Kukai Ramen Revisited

Whither the new ramen restaurants? Maybe we’re victims of the digital age where rumors and hype of restaurant openings hit the fan so far in advance that when they finally do open, it’s almost a non-event. Since last fall, Seattle rameniacs have been waiting for the opening of two high-profile restaurants—Shibumi and Jinya. We’re still waiting while staring at the “open soon” promises on the internet. Now, we hear that Santouka, a famous chain from Hokkaido, will be opening its first restaurant in Washington state in April, right here in Bellevue. (It has a big presence in Southern California, more locally in Vancouver, B.C.) I stated before that the greater Seattle area currently has a lackluster ramen scene, certainly not befitting a city of its size on the West Coast that has cultural and economic ties to Japan as well as a good-sized Japanese American community and enough Japanese nationals on work visas to stimulate demand.

When it comes to pass that the newbies do finally open their doors, Seattle will have taken a giant stride toward ramen legitimacy.

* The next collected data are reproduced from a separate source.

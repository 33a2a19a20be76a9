// src/app/mod.rs

use std::io::{self, BufRead, Write};
use std::time::Duration;

use crossterm::event::{self, Event, KeyCode, KeyEventKind};
use ratatui::{prelude::Backend, Terminal};
use tracing::debug;

use crate::config;
use crate::game::board::Board;
use crate::game::evaluation;
use crate::game::search::{SearchConfig, Solver, Stats};
use crate::ui;

const COMMANDS: &str = "commands showboard moves play undo reset size timelimit set solve \
                        bestmove eval stats profiles saveprofile loadprofile quit";

/// Holds the board and solver, and drives them either from a line-oriented
/// command interpreter (the default) or from the TUI event loop.
pub struct App {
    pub board: Board,
    pub solver: Solver,
    pub user_input: String,
    pub message: Option<String>,
    should_quit: bool,
    last_elapsed: f64,
}

impl App {
    pub fn new(board: Board, config: SearchConfig) -> Self {
        Self {
            board,
            solver: Solver::new(config),
            user_input: String::new(),
            message: None,
            should_quit: false,
            last_elapsed: 0.0,
        }
    }

    /// The command interpreter: one command per line on stdin, replies on
    /// stdout prefixed `=` on success and `?` on error.
    pub fn run(&mut self) -> io::Result<()> {
        let stdin = io::stdin();
        let stdout = io::stdout();
        let mut out = stdout.lock();
        for line in stdin.lock().lines() {
            let line = line?;
            let trimmed = line.trim();
            if trimmed.is_empty() {
                continue;
            }
            match self.execute(trimmed) {
                Ok(reply) if reply.is_empty() => writeln!(out, "=")?,
                Ok(reply) => writeln!(out, "= {reply}")?,
                Err(reply) => writeln!(out, "? {reply}")?,
            }
            out.flush()?;
            if self.should_quit {
                break;
            }
        }
        Ok(())
    }

    pub fn execute(&mut self, line: &str) -> Result<String, String> {
        let mut parts = line.split_whitespace();
        let Some(cmd) = parts.next() else {
            return Ok(String::new());
        };
        let args: Vec<&str> = parts.collect();
        debug!(cmd, ?args, "executing command");

        match cmd {
            "commands" => Ok(COMMANDS.to_string()),
            "showboard" => Ok(format!("\n{}", self.board)),
            "moves" => Ok(self
                .board
                .legal_moves()
                .iter()
                .map(|&m| self.board.point_to_str(m))
                .collect::<Vec<_>>()
                .join(" ")),
            "play" => {
                let arg = args
                    .first()
                    .ok_or_else(|| String::from("usage: play <move>"))?;
                let point = self.board.str_to_point(arg).map_err(|e| e.to_string())?;
                if self.board.play(point) {
                    Ok(String::new())
                } else {
                    Err(format!("illegal move: {arg}"))
                }
            }
            "undo" => {
                if self.board.history_len() == 0 {
                    Err(String::from("nothing to undo"))
                } else {
                    self.board.undo();
                    Ok(String::new())
                }
            }
            "reset" => {
                self.board.reset();
                Ok(String::new())
            }
            "size" => {
                let arg = args
                    .first()
                    .ok_or_else(|| String::from("usage: size <n>"))?;
                let size: usize = arg
                    .parse()
                    .map_err(|_| format!("not a board size: {arg}"))?;
                self.board.change_size(size).map_err(|e| e.to_string())?;
                Ok(String::new())
            }
            "timelimit" => {
                let arg = args
                    .first()
                    .ok_or_else(|| String::from("usage: timelimit <seconds>"))?;
                let secs: u64 = arg
                    .parse()
                    .map_err(|_| format!("not a number of seconds: {arg}"))?;
                self.solver.config.time_limit_secs = secs;
                Ok(String::new())
            }
            "set" => self.execute_set(&args),
            "solve" => {
                let (result, elapsed) = self.solver.solve(&mut self.board);
                self.last_elapsed = elapsed;
                Ok(format!(
                    "result: {result} ({elapsed:.3}s)\n{}",
                    format_stats(self.solver.stats(), elapsed)
                ))
            }
            "bestmove" => {
                let report = self.solver.best_move(&mut self.board);
                self.last_elapsed = report.elapsed_secs;
                let mut lines = vec![
                    match report.chosen {
                        Some(m) => format!("move: {}", self.board.point_to_str(m)),
                        None => String::from("move: none"),
                    },
                    format!("hit_depth_limit: {}", report.hit_depth_limit),
                ];
                for c in &report.candidates {
                    lines.push(format!(
                        "  {} value {:.3} ({})",
                        self.board.point_to_str(c.point),
                        c.value,
                        c.result
                    ));
                }
                lines.push(format_stats(self.solver.stats(), report.elapsed_secs));
                Ok(lines.join("\n"))
            }
            "eval" => Ok(format!("{:.3}", evaluation::evaluate_state(&self.board))),
            "stats" => Ok(format_stats(self.solver.stats(), self.last_elapsed)),
            "profiles" => config::get_profiles()
                .map(|p| p.join(" "))
                .map_err(|e| e.to_string()),
            "saveprofile" => {
                let name = args
                    .first()
                    .ok_or_else(|| String::from("usage: saveprofile <name>"))?;
                config::save_profile(name, &self.solver.config).map_err(|e| e.to_string())?;
                Ok(String::new())
            }
            "loadprofile" => {
                let name = args
                    .first()
                    .ok_or_else(|| String::from("usage: loadprofile <name>"))?;
                self.solver.config = config::load_profile(name).map_err(|e| e.to_string())?;
                Ok(String::new())
            }
            "quit" => {
                self.should_quit = true;
                Ok(String::new())
            }
            _ => Err(format!("unknown command: {cmd}")),
        }
    }

    fn execute_set(&mut self, args: &[&str]) -> Result<String, String> {
        let usage = || String::from("usage: set <tt|ordering|killer> <on|off>");
        let flag = args.first().ok_or_else(usage)?;
        let state = match args.get(1).copied() {
            Some("on") => true,
            Some("off") => false,
            _ => return Err(usage()),
        };
        match *flag {
            "tt" => self.solver.config.use_transposition = state,
            "ordering" => self.solver.config.use_ordering = state,
            "killer" => self.solver.config.use_killer = state,
            other => return Err(format!("unknown flag: {other}")),
        }
        Ok(String::new())
    }

    pub fn run_tui<B: Backend>(&mut self, terminal: &mut Terminal<B>) -> io::Result<()> {
        while !self.should_quit {
            terminal.draw(|f| ui::draw(f, self))?;
            self.handle_events()?;
        }
        Ok(())
    }

    fn handle_events(&mut self) -> io::Result<()> {
        if event::poll(Duration::from_millis(50))? {
            if let Event::Key(key) = event::read()? {
                if key.kind == KeyEventKind::Press {
                    match key.code {
                        KeyCode::Esc => self.should_quit = true,
                        KeyCode::Char(c) => {
                            self.user_input.push(c);
                        }
                        KeyCode::Backspace => {
                            self.user_input.pop();
                        }
                        KeyCode::Enter => self.handle_move_input(),
                        _ => {}
                    }
                }
            }
        }
        Ok(())
    }

    /// Play the typed move for the human, then answer with the engine's
    /// best move.
    fn handle_move_input(&mut self) {
        let input = self.user_input.trim().to_string();
        self.user_input.clear();
        if input.is_empty() {
            return;
        }
        let point = match self.board.str_to_point(&input) {
            Ok(p) => p,
            Err(e) => {
                self.message = Some(e.to_string());
                return;
            }
        };
        if !self.board.play(point) {
            self.message = Some(format!("illegal move: {input}"));
            return;
        }
        if self.board.terminal() {
            self.message = Some(game_over_message(&self.board));
            return;
        }

        let report = self.solver.best_move(&mut self.board);
        match report.chosen {
            Some(reply) => {
                let notation = self.board.point_to_str(reply);
                if !self.board.play(reply) {
                    panic!("engine reply {notation} rejected by the board");
                }
                self.message = Some(if self.board.terminal() {
                    format!("engine plays {notation}; {}", game_over_message(&self.board))
                } else {
                    format!("engine plays {notation}")
                });
            }
            None => {
                self.message = Some(String::from("engine has no legal reply"));
            }
        }
    }
}

fn game_over_message(board: &Board) -> String {
    let (winner, margin) = board.winner();
    format!("game over: {} wins by {:.1}", winner.symbol(), margin.abs())
}

fn format_stats(stats: &Stats, elapsed_secs: f64) -> String {
    format!(
        "searches: {}\n\
         searches_per_second: {:.1}\n\
         terminals: {}\n\
         beta_cuts: {}\n\
         tt_hits: {}\n\
         tt_misses: {}\n\
         tt_evictions: {}",
        stats.searches,
        stats.searches_per_second(elapsed_secs),
        stats.terminals,
        stats.beta_cuts,
        stats.tt_hits,
        stats.tt_misses,
        stats.tt_evictions
    )
}

#[cfg(test)]
mod tests {
    use super::*;

    fn app() -> App {
        App::new(Board::new(4).unwrap(), SearchConfig::default())
    }

    #[test]
    fn moves_play_undo_flow() {
        let mut app = app();
        assert_eq!(app.execute("moves").unwrap(), "A2 B1 C4 D3");
        assert_eq!(app.execute("play A2").unwrap(), "");
        assert_eq!(app.execute("undo").unwrap(), "");
        assert_eq!(app.execute("moves").unwrap(), "A2 B1 C4 D3");
    }

    #[test]
    fn play_rejects_bad_input() {
        let mut app = app();
        assert!(app.execute("play").is_err());
        assert!(app.execute("play Z9").is_err());
        assert!(app.execute("play A1").is_err());
        assert_eq!(app.board.history_len(), 0);
    }

    #[test]
    fn undo_on_fresh_board_is_a_usage_error() {
        let mut app = app();
        assert!(app.execute("undo").is_err());
    }

    #[test]
    fn unknown_commands_are_reported() {
        let mut app = app();
        let err = app.execute("frobnicate").unwrap_err();
        assert!(err.contains("unknown command"));
    }

    #[test]
    fn toggles_update_the_search_config() {
        let mut app = app();
        app.execute("set tt off").unwrap();
        app.execute("set ordering off").unwrap();
        app.execute("set killer on").unwrap();
        assert!(!app.solver.config.use_transposition);
        assert!(!app.solver.config.use_ordering);
        assert!(app.solver.config.use_killer);
        assert!(app.execute("set tt maybe").is_err());
        assert!(app.execute("set gravity on").is_err());
    }

    #[test]
    fn timelimit_updates_the_config() {
        let mut app = app();
        app.execute("timelimit 5").unwrap();
        assert_eq!(app.solver.config.time_limit_secs, 5);
        assert!(app.execute("timelimit soon").is_err());
    }

    #[test]
    fn size_command_validates() {
        let mut app = app();
        assert!(app.execute("size 5").is_err());
        app.execute("size 6").unwrap();
        assert_eq!(app.board.size(), 6);
    }

    #[test]
    fn showboard_prints_the_grid() {
        let mut app = app();
        let reply = app.execute("showboard").unwrap();
        assert!(reply.contains("A B C D"));
        assert!(reply.contains("to play: X"));
    }

    #[test]
    fn solve_reports_result_and_stats() {
        let mut app = app();
        app.execute("set tt on").unwrap();
        let reply = app.execute("solve").unwrap();
        assert!(reply.contains("result: loss"));
        assert!(reply.contains("searches:"));
        assert!(reply.contains("tt_evictions:"));
    }

    #[test]
    fn zero_timelimit_solve_aborts() {
        let mut app = App::new(Board::new(6).unwrap(), SearchConfig::default());
        app.execute("timelimit 0").unwrap();
        let reply = app.execute("solve").unwrap();
        assert!(reply.contains("result: aborted"));
    }

    #[test]
    fn bestmove_reports_a_candidate() {
        let mut app = app();
        let reply = app.execute("bestmove").unwrap();
        assert!(reply.contains("move: "));
        assert!(reply.contains("hit_depth_limit:"));
    }

    #[test]
    fn eval_reports_a_number() {
        let mut app = app();
        let reply = app.execute("eval").unwrap();
        assert!(reply.parse::<f64>().is_ok());
    }
}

Meanwhile, in need of a ramen fix, three of us headed over to Kukai Ramen in Bellevue, a strong contender for the area’s best ramenya. When my wife and I ate there last July, we thought highly of the tonkotsu ramen (☆☆☆½) and tsukemen (☆☆☆). Today, arriving past the noon hour, along with our daughter we waited for a mere 10 minutes before getting seated.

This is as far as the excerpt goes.